Semavi dinlerin saygın bir yere koyduğu çobanlık modern zamanlarda
bazı aşağılamalara da maruz kaldı. En meşhur örneği çobanın oyuyla
benim oyum bir mi olacak çıkışıydı. Hatırlarsınız, özellikle
siyasal İslamcı kesim buna şiddetle karşı çıkmıştı. Oysa bu sözü
sarf eden hanımefendinin ilham kaynağı belki de Erdoğan dahil
siyasal İslamcı kadroların fikir cephanesini
oluşturan Necip Fazıl Kısakürek’ti.
Necip Fazıl, şu günlerde emin adımlarla yürüdüğümüz Başyücelik
rejimini anlattığı kitabında memleket yönetimindeki ölçüsünü şöyle
açıklar:
“Bir İmam-ı Gazali ile bir keleş çoban arasındaki farkı daima
aziz tutan ve tutacak olan ölçümüz.” Sonra da ekler: “Bir
İmam-ı Gazali ile çobanı kemmiyet hesabıyla bir tutan bir rejim,
onu ehramlara taş taşımaya mahkûm edici firavunlar rejimi
derecesinde batıldır.”
Sayın Erdoğan’ın Necip Fazıl’ın fikirlerine karşı çıkmayacağını
düşünürsek, çoban çıkışının arkasında yatanın çobanda cisim bulan
toplumun madunlarına sahip çıkmak olmadığı anlaşılır.

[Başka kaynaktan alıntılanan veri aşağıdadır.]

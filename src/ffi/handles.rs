//! Handle types for opaque references to native objects.
//!
//! Each handle type is a newtype wrapper around an address-sized value so it
//! can cross the C boundary wherever the headers declare an opaque pointer.

/// Macro to define a handle type.
macro_rules! define_handle {
    ($(#[$meta:meta])* $name:ident) => {
        $(#[$meta])*
        #[repr(transparent)]
        #[derive(Debug, Clone, Copy, PartialEq, Eq, Hash)]
        pub struct $name {
            _h: usize,
        }

        impl $name {
            /// Create an invalid (null) handle.
            #[inline]
            pub const fn invalid() -> Self {
                Self { _h: 0 }
            }

            /// Wrap a raw address handed out by the native layer.
            #[inline]
            pub const fn from_raw(raw: usize) -> Self {
                Self { _h: raw }
            }

            /// Get the raw address.
            #[inline]
            pub const fn as_raw(&self) -> usize {
                self._h
            }

            /// Check if this handle is valid (non-null).
            #[inline]
            pub const fn is_valid(&self) -> bool {
                self._h != 0
            }
        }

        impl Default for $name {
            fn default() -> Self {
                Self::invalid()
            }
        }
    };
}

define_handle!(
    /// Opaque `AudioFileStreamID`.
    AudioFileStreamId
);
define_handle!(
    /// Opaque Objective-C object reference (`id`).
    ObjectHandle
);
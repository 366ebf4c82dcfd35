//! Error conversion utilities for FFI.
//!
//! Every native status is turned into a typed [`Error`] here, at the
//! boundary, so the safe wrappers never handle bare integers.

use super::raw::{
    OSStatus, K_AUDIO_FILE_STREAM_ERR_ILLEGAL_OPERATION,
    K_AUDIO_FILE_STREAM_ERR_UNSUPPORTED_PROPERTY, NO_ERR,
};
use crate::error::Error;
use crate::types::{PropertyId, StreamStatus};

/// Check a status code and convert to Result.
pub fn check_status(code: OSStatus, op: &'static str) -> crate::Result<()> {
    if code == NO_ERR {
        Ok(())
    } else {
        Err(Error::Status {
            op,
            status: StreamStatus::from(code),
        })
    }
}

/// Convert a failed open into a creation error.
pub fn creation_error(code: OSStatus) -> Error {
    Error::Creation {
        status: StreamStatus::from(code),
    }
}

/// Convert a failed property size query.
pub fn property_info_error(property: PropertyId, code: OSStatus) -> Error {
    match code {
        K_AUDIO_FILE_STREAM_ERR_UNSUPPORTED_PROPERTY => Error::UnsupportedProperty(property),
        _ => Error::Status {
            op: "AudioFileStreamGetPropertyInfo",
            status: StreamStatus::from(code),
        },
    }
}

/// Convert a failed property fetch.
///
/// Anything other than "unsupported" is reported as unavailable: the
/// framework may not know the value yet.
pub fn property_get_error(property: PropertyId, code: OSStatus) -> Error {
    match code {
        K_AUDIO_FILE_STREAM_ERR_UNSUPPORTED_PROPERTY => Error::UnsupportedProperty(property),
        _ => Error::PropertyUnavailable {
            property,
            status: StreamStatus::from(code),
        },
    }
}

/// Convert a failed property write.
pub fn property_set_error(property: PropertyId, code: OSStatus) -> Error {
    match code {
        K_AUDIO_FILE_STREAM_ERR_ILLEGAL_OPERATION => Error::ReadOnlyProperty(property),
        K_AUDIO_FILE_STREAM_ERR_UNSUPPORTED_PROPERTY => Error::UnsupportedProperty(property),
        _ => Error::Status {
            op: "AudioFileStreamSetProperty",
            status: StreamStatus::from(code),
        },
    }
}
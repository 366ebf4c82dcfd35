//! Entry point tables backed by the system frameworks.

use std::ffi::CStr;
use std::os::raw::{c_char, c_void};

use super::api::{LocationApi, ObjectArrayApi, StreamApi};
use super::handles::{AudioFileStreamId, ObjectHandle};
use super::raw::{self, *};

/// Forwards every call to the linked Apple frameworks.
#[derive(Debug, Clone, Copy, Default)]
pub struct SystemApi;

impl StreamApi for SystemApi {
    unsafe fn open(
        &self,
        client_data: *mut c_void,
        property_listener_proc: AudioFileStreamPropertyListenerProc,
        packets_proc: AudioFileStreamPacketsProc,
        file_type_hint: AudioFileTypeId,
        out_stream: *mut AudioFileStreamId,
    ) -> OSStatus {
        raw::AudioFileStreamOpen(
            client_data,
            property_listener_proc,
            packets_proc,
            file_type_hint,
            out_stream,
        )
    }

    unsafe fn parse_bytes(
        &self,
        stream: AudioFileStreamId,
        data_byte_size: u32,
        data: *const c_void,
        flags: u32,
    ) -> OSStatus {
        raw::AudioFileStreamParseBytes(stream, data_byte_size, data, flags)
    }

    unsafe fn seek(
        &self,
        stream: AudioFileStreamId,
        packet_offset: i64,
        out_data_byte_offset: *mut i64,
        io_flags: *mut u32,
    ) -> OSStatus {
        raw::AudioFileStreamSeek(stream, packet_offset, out_data_byte_offset, io_flags)
    }

    unsafe fn get_property_info(
        &self,
        stream: AudioFileStreamId,
        property_id: AudioFileStreamPropertyId,
        out_property_data_size: *mut u32,
        out_writable: *mut Boolean,
    ) -> OSStatus {
        raw::AudioFileStreamGetPropertyInfo(stream, property_id, out_property_data_size, out_writable)
    }

    unsafe fn get_property(
        &self,
        stream: AudioFileStreamId,
        property_id: AudioFileStreamPropertyId,
        io_property_data_size: *mut u32,
        out_property_data: *mut c_void,
    ) -> OSStatus {
        raw::AudioFileStreamGetProperty(stream, property_id, io_property_data_size, out_property_data)
    }

    unsafe fn set_property(
        &self,
        stream: AudioFileStreamId,
        property_id: AudioFileStreamPropertyId,
        property_data_size: u32,
        property_data: *const c_void,
    ) -> OSStatus {
        raw::AudioFileStreamSetProperty(stream, property_id, property_data_size, property_data)
    }

    unsafe fn close(&self, stream: AudioFileStreamId) -> OSStatus {
        raw::AudioFileStreamClose(stream)
    }
}

impl LocationApi for SystemApi {
    fn coordinate_is_valid(&self, coord: CLLocationCoordinate2D) -> bool {
        unsafe { raw::CLLocationCoordinate2DIsValid(coord) != 0 }
    }
}

// objc_msgSend has to be cast to the exact signature of each message.
type MsgSendId = unsafe extern "C" fn(ObjectHandle, Selector) -> ObjectHandle;
type MsgSendVoid = unsafe extern "C" fn(ObjectHandle, Selector);
type MsgSendUsize = unsafe extern "C" fn(ObjectHandle, Selector) -> usize;
type MsgSendIdAtIndex = unsafe extern "C" fn(ObjectHandle, Selector, usize) -> ObjectHandle;
type MsgSendObjectsCount =
    unsafe extern "C" fn(ObjectHandle, Selector, *const ObjectHandle, usize) -> ObjectHandle;
type MsgSendCStr = unsafe extern "C" fn(ObjectHandle, Selector, *const c_char) -> ObjectHandle;
type MsgSendToCStr = unsafe extern "C" fn(ObjectHandle, Selector) -> *const c_char;

unsafe fn msg_send<F: Copy>() -> F {
    let f: unsafe extern "C" fn() = raw::objc_msgSend;
    std::mem::transmute_copy(&f)
}

unsafe fn sel(name: &CStr) -> Selector {
    raw::sel_registerName(name.as_ptr())
}

unsafe fn alloc(class: &CStr) -> ObjectHandle {
    let cls = raw::objc_getClass(class.as_ptr());
    if !cls.is_valid() {
        return ObjectHandle::invalid();
    }
    msg_send::<MsgSendId>()(cls, sel(c"alloc"))
}

impl ObjectArrayApi for SystemApi {
    unsafe fn array_from_objects(
        &self,
        objects: *const ObjectHandle,
        count: usize,
    ) -> ObjectHandle {
        let obj = alloc(c"NSArray");
        if !obj.is_valid() {
            return obj;
        }
        msg_send::<MsgSendObjectsCount>()(obj, sel(c"initWithObjects:count:"), objects, count)
    }

    unsafe fn array_count(&self, array: ObjectHandle) -> usize {
        msg_send::<MsgSendUsize>()(array, sel(c"count"))
    }

    unsafe fn array_object_at(&self, array: ObjectHandle, index: usize) -> ObjectHandle {
        msg_send::<MsgSendIdAtIndex>()(array, sel(c"objectAtIndex:"), index)
    }

    unsafe fn string_from_utf8(&self, utf8: *const c_char) -> ObjectHandle {
        let obj = alloc(c"NSString");
        if !obj.is_valid() {
            return obj;
        }
        msg_send::<MsgSendCStr>()(obj, sel(c"initWithUTF8String:"), utf8)
    }

    unsafe fn string_to_utf8(&self, string: ObjectHandle) -> *const c_char {
        if !string.is_valid() {
            return std::ptr::null();
        }
        msg_send::<MsgSendToCStr>()(string, sel(c"UTF8String"))
    }

    unsafe fn null_placeholder(&self) -> ObjectHandle {
        let cls = raw::objc_getClass(c"NSNull".as_ptr());
        if !cls.is_valid() {
            return ObjectHandle::invalid();
        }
        msg_send::<MsgSendId>()(cls, sel(c"null"))
    }

    unsafe fn release(&self, object: ObjectHandle) {
        if object.is_valid() {
            msg_send::<MsgSendVoid>()(object, sel(c"release"));
        }
    }
}
//! Raw C declarations for the bound frameworks.
//!
//! Constants, `#[repr(C)]` layouts and callback signatures match the
//! AudioToolbox, CoreLocation and Foundation headers bit for bit.
//! Users should prefer the safe Rust wrappers in the parent modules.

use std::os::raw::c_void;

use super::handles::*;

/// Status code returned by the native entry points.
pub type OSStatus = i32;

/// Four-character-code property identifier.
pub type AudioFileStreamPropertyId = u32;

/// Four-character-code file type identifier.
pub type AudioFileTypeId = u32;

/// Core Foundation boolean (`unsigned char`).
pub type Boolean = u8;

// Status codes
pub const NO_ERR: OSStatus = 0;
pub const K_AUDIO_FILE_STREAM_ERR_UNSUPPORTED_FILE_TYPE: OSStatus = 0x7479703f; // 'typ?'
pub const K_AUDIO_FILE_STREAM_ERR_UNSUPPORTED_DATA_FORMAT: OSStatus = 0x666d743f; // 'fmt?'
pub const K_AUDIO_FILE_STREAM_ERR_UNSUPPORTED_PROPERTY: OSStatus = 0x7074793f; // 'pty?'
pub const K_AUDIO_FILE_STREAM_ERR_BAD_PROPERTY_SIZE: OSStatus = 0x2173697a; // '!siz'
pub const K_AUDIO_FILE_STREAM_ERR_NOT_OPTIMIZED: OSStatus = 0x6f70746d; // 'optm'
pub const K_AUDIO_FILE_STREAM_ERR_INVALID_PACKET_OFFSET: OSStatus = 0x70636b3f; // 'pck?'
pub const K_AUDIO_FILE_STREAM_ERR_INVALID_FILE: OSStatus = 0x6474613f; // 'dta?'
pub const K_AUDIO_FILE_STREAM_ERR_VALUE_UNKNOWN: OSStatus = 0x756e6b3f; // 'unk?'
pub const K_AUDIO_FILE_STREAM_ERR_DATA_UNAVAILABLE: OSStatus = 0x6d6f7265; // 'more'
pub const K_AUDIO_FILE_STREAM_ERR_ILLEGAL_OPERATION: OSStatus = 0x6e6f7065; // 'nope'
pub const K_AUDIO_FILE_STREAM_ERR_UNSPECIFIED_ERROR: OSStatus = 0x7768743f; // 'wht?'
pub const K_AUDIO_FILE_STREAM_ERR_DISCONTINUITY_CANT_RECOVER: OSStatus = 0x64736321; // 'dsc!'

// Property identifiers
pub const K_PROPERTY_READY_TO_PRODUCE_PACKETS: AudioFileStreamPropertyId = 0x72656479; // 'redy'
pub const K_PROPERTY_FILE_FORMAT: AudioFileStreamPropertyId = 0x66666d74; // 'ffmt'
pub const K_PROPERTY_DATA_FORMAT: AudioFileStreamPropertyId = 0x64666d74; // 'dfmt'
pub const K_PROPERTY_FORMAT_LIST: AudioFileStreamPropertyId = 0x666c7374; // 'flst'
pub const K_PROPERTY_MAGIC_COOKIE_DATA: AudioFileStreamPropertyId = 0x6d676963; // 'mgic'
pub const K_PROPERTY_AUDIO_DATA_BYTE_COUNT: AudioFileStreamPropertyId = 0x62636e74; // 'bcnt'
pub const K_PROPERTY_AUDIO_DATA_PACKET_COUNT: AudioFileStreamPropertyId = 0x70636e74; // 'pcnt'
pub const K_PROPERTY_MAXIMUM_PACKET_SIZE: AudioFileStreamPropertyId = 0x70737a65; // 'psze'
pub const K_PROPERTY_DATA_OFFSET: AudioFileStreamPropertyId = 0x646f6666; // 'doff'
pub const K_PROPERTY_CHANNEL_LAYOUT: AudioFileStreamPropertyId = 0x636d6170; // 'cmap'
pub const K_PROPERTY_PACKET_TO_FRAME: AudioFileStreamPropertyId = 0x706b6672; // 'pkfr'
pub const K_PROPERTY_FRAME_TO_PACKET: AudioFileStreamPropertyId = 0x6672706b; // 'frpk'
pub const K_PROPERTY_PACKET_TO_BYTE: AudioFileStreamPropertyId = 0x706b6279; // 'pkby'
pub const K_PROPERTY_BYTE_TO_PACKET: AudioFileStreamPropertyId = 0x6279706b; // 'bypk'
pub const K_PROPERTY_PACKET_TABLE_INFO: AudioFileStreamPropertyId = 0x706e666f; // 'pnfo'
pub const K_PROPERTY_PACKET_SIZE_UPPER_BOUND: AudioFileStreamPropertyId = 0x706b7562; // 'pkub'
pub const K_PROPERTY_AVERAGE_BYTES_PER_PACKET: AudioFileStreamPropertyId = 0x61627070; // 'abpp'
pub const K_PROPERTY_BIT_RATE: AudioFileStreamPropertyId = 0x62726174; // 'brat'

// Property flags (AudioFileStreamPropertyFlags)
pub const K_PROPERTY_FLAG_PROPERTY_IS_CACHED: u32 = 1;
pub const K_PROPERTY_FLAG_CACHE_PROPERTY: u32 = 2;

// Parse flags (AudioFileStreamParseFlags)
pub const K_PARSE_FLAG_DISCONTINUITY: u32 = 1;

// Seek flags (AudioFileStreamSeekFlags)
pub const K_SEEK_FLAG_OFFSET_IS_ESTIMATED: u32 = 1;

// Byte/packet translation flags
pub const K_BYTE_PACKET_TRANSLATION_FLAG_IS_ESTIMATE: u32 = 1;

/// AudioStreamBasicDescription.
#[repr(C)]
#[derive(Debug, Clone, Copy, Default, PartialEq)]
pub struct AudioStreamBasicDescription {
    pub m_sample_rate: f64,
    pub m_format_id: u32,
    pub m_format_flags: u32,
    pub m_bytes_per_packet: u32,
    pub m_frames_per_packet: u32,
    pub m_bytes_per_frame: u32,
    pub m_channels_per_frame: u32,
    pub m_bits_per_channel: u32,
    pub m_reserved: u32,
}

/// AudioStreamPacketDescription.
#[repr(C)]
#[derive(Debug, Clone, Copy, Default, PartialEq, Eq)]
pub struct AudioStreamPacketDescription {
    pub m_start_offset: i64,
    pub m_variable_frames_in_packet: u32,
    pub m_data_byte_size: u32,
}

/// AudioFramePacketTranslation.
#[repr(C)]
#[derive(Debug, Clone, Copy, Default, PartialEq, Eq)]
pub struct AudioFramePacketTranslation {
    pub m_frame: i64,
    pub m_packet: i64,
    pub m_frame_offset_in_packet: u32,
}

/// AudioBytePacketTranslation.
#[repr(C)]
#[derive(Debug, Clone, Copy, Default, PartialEq, Eq)]
pub struct AudioBytePacketTranslation {
    pub m_byte: i64,
    pub m_packet: i64,
    pub m_byte_offset_in_packet: u32,
    pub m_flags: u32,
}

/// AudioFilePacketTableInfo.
#[repr(C)]
#[derive(Debug, Clone, Copy, Default, PartialEq, Eq)]
pub struct AudioFilePacketTableInfo {
    pub m_number_valid_frames: i64,
    pub m_priming_frames: i32,
    pub m_remainder_frames: i32,
}

/// AudioFormatListItem.
#[repr(C)]
#[derive(Debug, Clone, Copy, Default, PartialEq)]
pub struct AudioFormatListItem {
    pub m_asbd: AudioStreamBasicDescription,
    pub m_channel_layout_tag: u32,
}

/// AudioChannelDescription.
#[repr(C)]
#[derive(Debug, Clone, Copy, Default, PartialEq)]
pub struct AudioChannelDescription {
    pub m_channel_label: u32,
    pub m_channel_flags: u32,
    pub m_coordinates: [f32; 3],
}

/// Fixed header of AudioChannelLayout.
///
/// The native struct declares a one-element trailing array; the descriptions
/// follow the header directly, `m_number_channel_descriptions` of them.
#[repr(C)]
#[derive(Debug, Clone, Copy, Default, PartialEq, Eq)]
pub struct AudioChannelLayoutHeader {
    pub m_channel_layout_tag: u32,
    pub m_channel_bitmap: u32,
    pub m_number_channel_descriptions: u32,
}

/// CLLocationCoordinate2D.
#[repr(C)]
#[derive(Debug, Clone, Copy, Default, PartialEq)]
pub struct CLLocationCoordinate2D {
    pub latitude: f64,
    pub longitude: f64,
}

/// Property listener callback (`AudioFileStream_PropertyListenerProc`).
pub type AudioFileStreamPropertyListenerProc = unsafe extern "C" fn(
    client_data: *mut c_void,
    stream: AudioFileStreamId,
    property_id: AudioFileStreamPropertyId,
    io_flags: *mut u32,
);

/// Packets callback (`AudioFileStream_PacketsProc`).
pub type AudioFileStreamPacketsProc = unsafe extern "C" fn(
    client_data: *mut c_void,
    number_bytes: u32,
    number_packets: u32,
    input_data: *const c_void,
    packet_descriptions: *mut AudioStreamPacketDescription,
);

#[cfg(target_vendor = "apple")]
extern "C" {
    // AudioToolbox
    pub fn AudioFileStreamOpen(
        client_data: *mut c_void,
        property_listener_proc: AudioFileStreamPropertyListenerProc,
        packets_proc: AudioFileStreamPacketsProc,
        file_type_hint: AudioFileTypeId,
        out_stream: *mut AudioFileStreamId,
    ) -> OSStatus;
    pub fn AudioFileStreamParseBytes(
        stream: AudioFileStreamId,
        data_byte_size: u32,
        data: *const c_void,
        flags: u32,
    ) -> OSStatus;
    pub fn AudioFileStreamSeek(
        stream: AudioFileStreamId,
        packet_offset: i64,
        out_data_byte_offset: *mut i64,
        io_flags: *mut u32,
    ) -> OSStatus;
    pub fn AudioFileStreamGetPropertyInfo(
        stream: AudioFileStreamId,
        property_id: AudioFileStreamPropertyId,
        out_property_data_size: *mut u32,
        out_writable: *mut Boolean,
    ) -> OSStatus;
    pub fn AudioFileStreamGetProperty(
        stream: AudioFileStreamId,
        property_id: AudioFileStreamPropertyId,
        io_property_data_size: *mut u32,
        out_property_data: *mut c_void,
    ) -> OSStatus;
    pub fn AudioFileStreamSetProperty(
        stream: AudioFileStreamId,
        property_id: AudioFileStreamPropertyId,
        property_data_size: u32,
        property_data: *const c_void,
    ) -> OSStatus;
    pub fn AudioFileStreamClose(stream: AudioFileStreamId) -> OSStatus;

    // CoreLocation
    pub fn CLLocationCoordinate2DIsValid(coord: CLLocationCoordinate2D) -> i8;

    // Objective-C runtime
    pub fn objc_getClass(name: *const std::os::raw::c_char) -> ObjectHandle;
    pub fn sel_registerName(name: *const std::os::raw::c_char) -> Selector;
    pub fn objc_msgSend();
}

/// Objective-C selector.
pub type Selector = *const c_void;
//! Version metadata for C callers.

use std::os::raw::c_char;

use crate::error::cstring_from_str_lossy;

/// Returns the funclib crate version.
///
/// The returned string is heap-allocated and must be freed with `funclib_string_free`.
#[unsafe(no_mangle)]
pub extern "C" fn funclib_version() -> *mut c_char {
    cstring_from_str_lossy(env!("CARGO_PKG_VERSION")).into_raw()
}

#[cfg(test)]
mod tests {
    use std::ffi::CStr;

    use super::*;
    use crate::error::funclib_string_free;

    #[test]
    fn reports_crate_version() {
        let version = funclib_version();
        assert!(!version.is_null());

        let text = unsafe { CStr::from_ptr(version) }.to_str().unwrap();
        assert_eq!(text, env!("CARGO_PKG_VERSION"));

        funclib_string_free(version);
    }
}
//! Error handles returned through out-parameters of fallible entry points.

use std::ffi::CString;
use std::os::raw::c_char;
use std::ptr;

/// Opaque error type for C callers.
#[allow(non_camel_case_types)]
#[repr(C)]
pub struct funclib_error_t;

struct ErrorHandle {
    message: CString,
}

pub(crate) fn cstring_from_str_lossy(value: &str) -> CString {
    let bytes: Vec<u8> = value
        .bytes()
        .map(|b| if b == 0 { b' ' } else { b })
        .collect();
    CString::new(bytes).unwrap_or_else(|_| CString::new("invalid message").unwrap())
}

pub(crate) fn clear_error(out_error: *mut *mut funclib_error_t) {
    if !out_error.is_null() {
        // Safety: caller provided a valid out_error pointer.
        unsafe {
            *out_error = ptr::null_mut();
        }
    }
}

pub(crate) fn write_error(out_error: *mut *mut funclib_error_t, message: impl Into<String>) {
    if out_error.is_null() {
        return;
    }
    let handle = Box::new(ErrorHandle {
        message: cstring_from_str_lossy(&message.into()),
    });
    // Safety: out_error is non-null and points to writable memory.
    unsafe {
        *out_error = Box::into_raw(handle) as *mut funclib_error_t;
    }
}

/// Returns the message for an error allocated by funclib.
///
/// The returned pointer is valid as long as the error handle is alive.
#[unsafe(no_mangle)]
pub extern "C" fn funclib_error_message(error: *const funclib_error_t) -> *const c_char {
    if error.is_null() {
        return ptr::null();
    }
    // Safety: error must be a valid handle allocated by funclib.
    let handle = unsafe { &*(error as *const ErrorHandle) };
    handle.message.as_ptr()
}

/// Frees an error returned by funclib.
#[unsafe(no_mangle)]
pub extern "C" fn funclib_error_free(error: *mut funclib_error_t) {
    if error.is_null() {
        return;
    }
    // Safety: error must be a valid handle allocated by funclib.
    unsafe {
        drop(Box::from_raw(error as *mut ErrorHandle));
    }
}

/// Frees a string allocated by funclib.
#[unsafe(no_mangle)]
pub extern "C" fn funclib_string_free(value: *mut c_char) {
    if value.is_null() {
        return;
    }
    // Safety: value must be a string allocated by funclib.
    unsafe {
        drop(CString::from_raw(value));
    }
}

Bu sözlerin
işaret ettiği çobanlığın “gütme” kısmıdır. Demek ki
yöneten ve yönetilen arasında eşit bireylerin ilişkisi değil, bir
üstünlük ve boyun eğme ilişkisi tasavvur edilmekte. Zaten
Erdoğan’ın okumayı çok sevdiği bir şiirin “yumuşak başlı
isem, kim dedi uysal koyunum” dizelerini barındırması da
boşuna değil.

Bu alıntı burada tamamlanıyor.